> _REQUIREMENT_: Every line of the records that holds the word "AppConfig" should be copied out.

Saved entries
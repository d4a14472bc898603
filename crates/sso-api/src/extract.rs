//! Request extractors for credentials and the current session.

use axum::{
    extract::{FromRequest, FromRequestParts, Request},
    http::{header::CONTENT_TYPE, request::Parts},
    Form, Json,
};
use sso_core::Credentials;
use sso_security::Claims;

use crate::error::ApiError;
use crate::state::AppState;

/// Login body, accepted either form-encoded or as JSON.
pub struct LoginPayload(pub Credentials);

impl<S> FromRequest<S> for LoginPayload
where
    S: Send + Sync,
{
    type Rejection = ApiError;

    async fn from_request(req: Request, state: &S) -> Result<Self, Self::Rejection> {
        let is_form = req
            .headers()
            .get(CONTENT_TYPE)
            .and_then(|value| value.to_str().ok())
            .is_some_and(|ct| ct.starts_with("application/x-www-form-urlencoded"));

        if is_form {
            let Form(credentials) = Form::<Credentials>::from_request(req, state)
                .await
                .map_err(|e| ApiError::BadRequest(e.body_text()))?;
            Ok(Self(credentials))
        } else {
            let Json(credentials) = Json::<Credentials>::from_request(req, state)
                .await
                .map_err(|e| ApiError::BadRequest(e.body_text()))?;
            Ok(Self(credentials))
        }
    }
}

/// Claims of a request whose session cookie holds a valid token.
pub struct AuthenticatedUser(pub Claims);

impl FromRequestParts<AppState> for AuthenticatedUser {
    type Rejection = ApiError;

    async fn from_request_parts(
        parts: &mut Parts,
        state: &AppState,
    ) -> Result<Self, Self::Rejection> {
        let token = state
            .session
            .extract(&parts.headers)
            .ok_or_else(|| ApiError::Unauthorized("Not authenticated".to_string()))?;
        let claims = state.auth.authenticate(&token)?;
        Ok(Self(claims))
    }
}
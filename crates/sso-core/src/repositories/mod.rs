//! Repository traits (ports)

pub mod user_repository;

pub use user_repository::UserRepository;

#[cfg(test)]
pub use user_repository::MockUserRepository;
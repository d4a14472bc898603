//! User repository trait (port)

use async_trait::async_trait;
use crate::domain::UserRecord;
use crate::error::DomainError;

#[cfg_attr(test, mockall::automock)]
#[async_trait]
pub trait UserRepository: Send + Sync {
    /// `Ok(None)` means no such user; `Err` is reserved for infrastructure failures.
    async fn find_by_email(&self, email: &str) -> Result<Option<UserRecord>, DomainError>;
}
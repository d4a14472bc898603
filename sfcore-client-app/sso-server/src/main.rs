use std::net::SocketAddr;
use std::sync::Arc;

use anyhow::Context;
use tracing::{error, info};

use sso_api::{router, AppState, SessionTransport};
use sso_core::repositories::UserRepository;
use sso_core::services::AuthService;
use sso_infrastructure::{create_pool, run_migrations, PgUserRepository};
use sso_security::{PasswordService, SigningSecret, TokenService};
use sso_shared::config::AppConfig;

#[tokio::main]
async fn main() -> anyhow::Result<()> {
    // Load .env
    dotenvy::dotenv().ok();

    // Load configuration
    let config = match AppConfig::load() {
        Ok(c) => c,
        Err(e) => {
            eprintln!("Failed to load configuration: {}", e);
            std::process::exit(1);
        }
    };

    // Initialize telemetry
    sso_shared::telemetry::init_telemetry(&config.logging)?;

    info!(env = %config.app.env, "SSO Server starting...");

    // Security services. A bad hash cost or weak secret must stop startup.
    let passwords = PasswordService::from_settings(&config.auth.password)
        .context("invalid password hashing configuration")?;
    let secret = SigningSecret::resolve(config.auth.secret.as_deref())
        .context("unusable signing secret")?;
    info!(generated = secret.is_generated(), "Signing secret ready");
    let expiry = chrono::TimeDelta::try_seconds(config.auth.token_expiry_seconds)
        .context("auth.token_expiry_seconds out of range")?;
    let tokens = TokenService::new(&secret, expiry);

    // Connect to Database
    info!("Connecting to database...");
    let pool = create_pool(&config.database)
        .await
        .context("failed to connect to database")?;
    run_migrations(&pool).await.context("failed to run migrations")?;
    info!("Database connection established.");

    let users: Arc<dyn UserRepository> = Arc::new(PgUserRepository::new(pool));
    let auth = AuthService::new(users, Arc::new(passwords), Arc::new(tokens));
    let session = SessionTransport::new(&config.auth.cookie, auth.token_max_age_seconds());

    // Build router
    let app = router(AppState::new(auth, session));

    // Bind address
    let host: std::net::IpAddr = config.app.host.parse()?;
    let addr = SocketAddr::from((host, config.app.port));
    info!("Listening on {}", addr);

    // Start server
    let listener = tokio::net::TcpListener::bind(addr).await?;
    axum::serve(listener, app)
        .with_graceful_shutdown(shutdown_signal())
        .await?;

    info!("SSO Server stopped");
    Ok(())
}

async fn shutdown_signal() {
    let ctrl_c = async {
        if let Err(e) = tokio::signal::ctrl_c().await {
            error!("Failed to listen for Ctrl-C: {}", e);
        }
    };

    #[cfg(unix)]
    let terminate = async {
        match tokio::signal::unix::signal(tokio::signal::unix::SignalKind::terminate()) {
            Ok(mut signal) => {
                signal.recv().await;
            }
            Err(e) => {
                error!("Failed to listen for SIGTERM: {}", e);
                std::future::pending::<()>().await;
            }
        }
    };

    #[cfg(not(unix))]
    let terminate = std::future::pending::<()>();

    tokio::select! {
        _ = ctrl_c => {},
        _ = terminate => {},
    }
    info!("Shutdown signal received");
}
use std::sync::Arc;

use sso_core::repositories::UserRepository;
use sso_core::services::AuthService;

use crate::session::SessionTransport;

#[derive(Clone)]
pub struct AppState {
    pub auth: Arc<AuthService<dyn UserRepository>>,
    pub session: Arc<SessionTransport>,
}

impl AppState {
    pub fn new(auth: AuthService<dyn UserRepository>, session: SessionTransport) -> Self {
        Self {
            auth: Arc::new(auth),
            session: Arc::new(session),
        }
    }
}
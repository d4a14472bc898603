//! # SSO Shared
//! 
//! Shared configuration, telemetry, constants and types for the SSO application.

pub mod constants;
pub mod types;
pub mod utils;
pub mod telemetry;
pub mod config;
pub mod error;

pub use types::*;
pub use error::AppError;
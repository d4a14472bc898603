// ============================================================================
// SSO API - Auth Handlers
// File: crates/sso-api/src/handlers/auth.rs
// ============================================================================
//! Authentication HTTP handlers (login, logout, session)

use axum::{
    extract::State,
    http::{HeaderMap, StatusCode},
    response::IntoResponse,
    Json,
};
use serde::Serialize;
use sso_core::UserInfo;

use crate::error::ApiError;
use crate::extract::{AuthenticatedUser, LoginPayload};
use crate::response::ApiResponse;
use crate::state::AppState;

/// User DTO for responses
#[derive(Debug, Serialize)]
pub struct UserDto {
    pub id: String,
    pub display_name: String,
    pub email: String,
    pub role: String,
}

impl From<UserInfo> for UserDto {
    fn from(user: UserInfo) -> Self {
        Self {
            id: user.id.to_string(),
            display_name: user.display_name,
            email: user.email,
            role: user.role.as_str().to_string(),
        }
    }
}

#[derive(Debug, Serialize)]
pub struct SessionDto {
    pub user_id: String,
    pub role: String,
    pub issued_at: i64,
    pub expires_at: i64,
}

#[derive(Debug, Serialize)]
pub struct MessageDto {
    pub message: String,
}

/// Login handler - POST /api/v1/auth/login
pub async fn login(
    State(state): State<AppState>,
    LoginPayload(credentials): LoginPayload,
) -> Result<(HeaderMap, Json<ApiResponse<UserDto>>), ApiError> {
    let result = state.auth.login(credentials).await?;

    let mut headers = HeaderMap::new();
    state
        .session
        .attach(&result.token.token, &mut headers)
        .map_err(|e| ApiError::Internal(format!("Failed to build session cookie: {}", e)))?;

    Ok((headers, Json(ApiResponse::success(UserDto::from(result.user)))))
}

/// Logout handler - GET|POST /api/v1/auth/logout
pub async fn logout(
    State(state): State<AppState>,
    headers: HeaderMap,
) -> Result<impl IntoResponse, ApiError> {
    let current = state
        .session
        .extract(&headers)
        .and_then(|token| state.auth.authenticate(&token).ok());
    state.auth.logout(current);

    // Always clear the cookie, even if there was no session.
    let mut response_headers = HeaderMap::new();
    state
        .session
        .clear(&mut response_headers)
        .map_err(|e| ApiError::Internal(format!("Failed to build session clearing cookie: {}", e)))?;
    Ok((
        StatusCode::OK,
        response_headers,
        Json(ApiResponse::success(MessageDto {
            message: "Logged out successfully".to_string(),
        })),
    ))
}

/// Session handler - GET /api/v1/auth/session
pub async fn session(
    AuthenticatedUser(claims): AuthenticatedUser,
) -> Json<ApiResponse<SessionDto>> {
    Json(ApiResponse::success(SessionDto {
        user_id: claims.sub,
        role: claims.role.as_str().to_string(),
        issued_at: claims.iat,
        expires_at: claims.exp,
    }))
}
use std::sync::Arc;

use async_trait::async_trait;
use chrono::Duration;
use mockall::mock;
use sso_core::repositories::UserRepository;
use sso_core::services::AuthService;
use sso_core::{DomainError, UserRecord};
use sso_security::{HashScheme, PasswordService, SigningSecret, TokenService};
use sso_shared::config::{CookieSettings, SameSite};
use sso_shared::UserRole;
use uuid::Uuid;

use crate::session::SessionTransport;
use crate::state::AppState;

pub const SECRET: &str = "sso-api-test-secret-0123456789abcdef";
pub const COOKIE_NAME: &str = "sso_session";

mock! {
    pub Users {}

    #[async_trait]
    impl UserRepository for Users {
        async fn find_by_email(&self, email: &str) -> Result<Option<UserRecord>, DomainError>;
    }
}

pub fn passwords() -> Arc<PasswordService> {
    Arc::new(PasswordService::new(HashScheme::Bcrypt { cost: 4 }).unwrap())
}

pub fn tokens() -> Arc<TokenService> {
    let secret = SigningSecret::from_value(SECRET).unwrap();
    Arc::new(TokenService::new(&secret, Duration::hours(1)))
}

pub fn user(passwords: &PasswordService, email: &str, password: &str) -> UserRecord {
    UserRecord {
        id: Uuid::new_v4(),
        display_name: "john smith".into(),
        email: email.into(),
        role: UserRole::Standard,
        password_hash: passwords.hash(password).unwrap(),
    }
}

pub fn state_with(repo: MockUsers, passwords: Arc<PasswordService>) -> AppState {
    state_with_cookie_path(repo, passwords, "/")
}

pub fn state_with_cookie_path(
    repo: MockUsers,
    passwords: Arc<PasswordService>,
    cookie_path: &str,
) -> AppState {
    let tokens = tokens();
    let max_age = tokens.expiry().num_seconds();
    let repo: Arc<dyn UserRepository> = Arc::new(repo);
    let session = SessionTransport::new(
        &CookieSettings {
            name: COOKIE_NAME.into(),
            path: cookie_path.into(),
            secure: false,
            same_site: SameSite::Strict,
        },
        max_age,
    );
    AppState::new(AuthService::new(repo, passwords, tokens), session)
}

> _RESULT OF THIS EXERCISE_:
use sso_shared::config::AppConfig;
    let config = match AppConfig::load() {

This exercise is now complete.